Alasan BEM Trisakti Pilih Geruduk DPR: Fungsi Pengawasan Tak Berjalan Optimal!
Alasan BEM Trisakti Pilih Geruduk DPR: Fungsi Pengawasan Tak Berjalan Optimal!

Alasan BEM Trisakti Pilih Geruduk DPR: Fungsi Pengawasan Tak Berjalan Optimal!

Frankenstein45.Com – 19 Juni 2026 | Badan Eksekutif Mahasiswa (BEM) Universitas Trisakti menggelar aksi demonstrasi di dalam gedung Dewan Perwakilan Rakyat (DPR) pada Jumat (26/06/2024) dengan tujuan menuntut peningkatan fungsi pengawasan pemerintah, khususnya dalam pengelolaan anggaran dan pelaksanaan program Makan Bergizi Gratis (MBG). Demonstrasi tersebut berlangsung di ruang rapat DPR dan diikuti oleh ratusan mahasiswa dari berbagai fakultas.

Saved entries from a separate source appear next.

//! Integration tests for the synthetic host workload.

use cxl_memsim::common::{AddrRange, ClockDomain, Fault, Packet, PacketId};
use cxl_memsim::config::{AccessPattern, WorkloadConfig};
use cxl_memsim::sim::event::{Ctx, EventQueue, Task};
use cxl_memsim::sim::TrafficGenerator;
use cxl_memsim::soc::traits::{Admission, RequestSink, ResponseSink};
use cxl_memsim::stats::SimStats;

const BASE: u64 = 0x1_0000_0000;

/// Bridge stand-in that records what it admits.
#[derive(Default)]
struct FakeBridge {
    refuse: bool,
    received: Vec<Packet>,
}

impl RequestSink for FakeBridge {
    fn recv_timing_req(&mut self, pkt: Packet, _ctx: &mut Ctx) -> Result<Admission, Fault> {
        if self.refuse {
            return Ok(Admission::Rejected(pkt));
        }
        self.received.push(pkt);
        Ok(Admission::Admitted)
    }

    fn address_ranges(&self) -> Vec<AddrRange> {
        vec![AddrRange::all()]
    }
}

struct Harness {
    events: EventQueue,
    stats: SimStats,
    host: TrafficGenerator,
    bridge: FakeBridge,
}

impl Harness {
    fn new(config: WorkloadConfig) -> Self {
        let mut h = Self {
            events: EventQueue::new(),
            stats: SimStats::default(),
            host: TrafficGenerator::new(&config, AddrRange::new(BASE, 4096), ClockDomain::new(1_000)),
            bridge: FakeBridge::default(),
        };
        let mut ctx = Ctx::new(&mut h.events, &mut h.stats);
        h.host.start(&mut ctx).unwrap();
        h
    }

    fn run(&mut self) {
        while let Some((_, task)) = self.events.pop() {
            let mut ctx = Ctx::new(&mut self.events, &mut self.stats);
            match task {
                Task::HostIssue => self.host.issue(&mut self.bridge, &mut ctx),
                Task::HostRetry => self.host.retry(&mut self.bridge, &mut ctx),
                other => panic!("unexpected task {other}"),
            }
            .unwrap();
        }
    }

    fn complete(&mut self, pkt: Packet) {
        let mut ctx = Ctx::new(&mut self.events, &mut self.stats);
        let resp = pkt.into_response().unwrap();
        assert!(self.host.recv_timing_resp(resp, &mut ctx).unwrap().is_admitted());
    }
}

fn create_config(requests: u64) -> WorkloadConfig {
    WorkloadConfig {
        requests,
        interval: 4,
        max_outstanding: 3,
        ..WorkloadConfig::default()
    }
}

/// Tests that issue stops at the outstanding limit and resumes on a response.
#[test]
fn test_outstanding_limit() {
    let mut h = Harness::new(create_config(10));
    h.run();
    assert_eq!(h.host.issued(), 3);
    assert_eq!(h.host.outstanding(), 3);
    assert!(h.events.is_empty());

    let first = h.bridge.received.remove(0);
    h.complete(first);
    assert_eq!(h.host.completed(), 1);
    h.run();
    assert_eq!(h.host.issued(), 4);
    assert_eq!(h.stats.counter("host.responses_received"), 1);
}

/// Tests that requests follow the issue interval on clock edges.
#[test]
fn test_issue_interval() {
    let mut h = Harness::new(create_config(3));
    h.run();
    let times: Vec<u64> = h.bridge.received.iter().map(|p| p.created_at()).collect();
    assert_eq!(times, vec![0, 4_000, 8_000]);
}

/// Tests linear addresses, wrapping at the end of the range.
#[test]
fn test_linear_addresses_wrap() {
    let config = WorkloadConfig {
        size: 1024,
        max_outstanding: 8,
        pattern: AccessPattern::Linear,
        ..create_config(6)
    };
    let mut h = Harness::new(config);
    h.run();
    let addrs: Vec<u64> = h.bridge.received.iter().map(|p| p.addr() - BASE).collect();
    assert_eq!(addrs, vec![0, 1024, 2048, 3072, 0, 1024]);
}

/// Tests that random addresses stay aligned inside the range and repeat per seed.
#[test]
fn test_random_addresses() {
    let config = WorkloadConfig {
        max_outstanding: 64,
        pattern: AccessPattern::Random,
        seed: 9,
        ..create_config(32)
    };
    let mut a = Harness::new(config.clone());
    let mut b = Harness::new(config);
    a.run();
    b.run();

    for (x, y) in a.bridge.received.iter().zip(&b.bridge.received) {
        assert_eq!(x.addr(), y.addr());
        assert_eq!(x.cmd(), y.cmd());
        assert_eq!((x.addr() - BASE) % 64, 0);
        assert!(x.addr() + 64 <= BASE + 4096);
    }
}

/// Tests the read mix and round-robin QoS assignment.
#[test]
fn test_read_mix_and_qos() {
    let reads_only = WorkloadConfig {
        read_percent: 100,
        qos_levels: 3,
        max_outstanding: 16,
        ..create_config(6)
    };
    let mut h = Harness::new(reads_only);
    h.run();
    assert!(h.bridge.received.iter().all(|p| p.is_read()));
    let qos: Vec<u8> = h.bridge.received.iter().map(|p| p.qos()).collect();
    assert_eq!(qos, vec![0, 1, 2, 0, 1, 2]);

    let writes_only = WorkloadConfig {
        read_percent: 0,
        ..create_config(2)
    };
    let mut h = Harness::new(writes_only);
    h.run();
    assert!(h.bridge.received.iter().all(|p| p.is_write()));
    assert_eq!(h.bridge.received[1].data(), Some(&[1u8; 64][..]));
}

/// Tests that a refused request is held and resent unchanged on retry.
#[test]
fn test_refused_request_waits_for_retry() {
    let mut h = Harness::new(create_config(2));
    h.bridge.refuse = true;
    h.run();
    assert!(h.host.is_blocked());
    assert_eq!(h.host.issued(), 0);
    assert!(!h.host.all_issued());
    assert_eq!(h.stats.counter("host.requests_refused"), 1);

    h.bridge.refuse = false;
    let mut ctx = Ctx::new(&mut h.events, &mut h.stats);
    ctx.signal(Task::HostRetry).unwrap();
    h.run();
    assert!(!h.host.is_blocked());
    assert_eq!(h.bridge.received[0].id(), PacketId(0));
    assert!(h.host.all_issued());
}

/// Tests that draining stops new issues.
#[test]
fn test_drain_stops_issue() {
    let mut h = Harness::new(create_config(5));
    h.host.drain();
    h.run();
    assert_eq!(h.host.issued(), 0);
    assert!(h.host.is_draining());
}

/// Tests that a response for an unknown request is a fault.
#[test]
fn test_unknown_response_faults() {
    let mut h = Harness::new(create_config(0));
    let mut ctx = Ctx::new(&mut h.events, &mut h.stats);
    let stray = Packet::read(PacketId(77), BASE, 64, 0).into_response().unwrap();
    let err = h.host.recv_timing_resp(stray, &mut ctx).unwrap_err();
    assert_eq!(
        err,
        Fault::UnknownPacket {
            component: "host".to_string(),
            id: PacketId(77),
        }
    );
}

Mahasiswa menyoroti bahwa selama beberapa tahun terakhir, alokasi anggaran pendidikan dan kesehatan belum optimal, sementara program MBG yang seharusnya menjamin akses makanan bergizi bagi siswa masih mengalami kendala dalam pelaksanaannya. Mereka menilai bahwa DPR belum menjalankan fungsi pengawasan secara maksimal, sehingga terjadi ketidaksesuaian antara kebijakan yang ditetapkan dengan realisasi di lapangan.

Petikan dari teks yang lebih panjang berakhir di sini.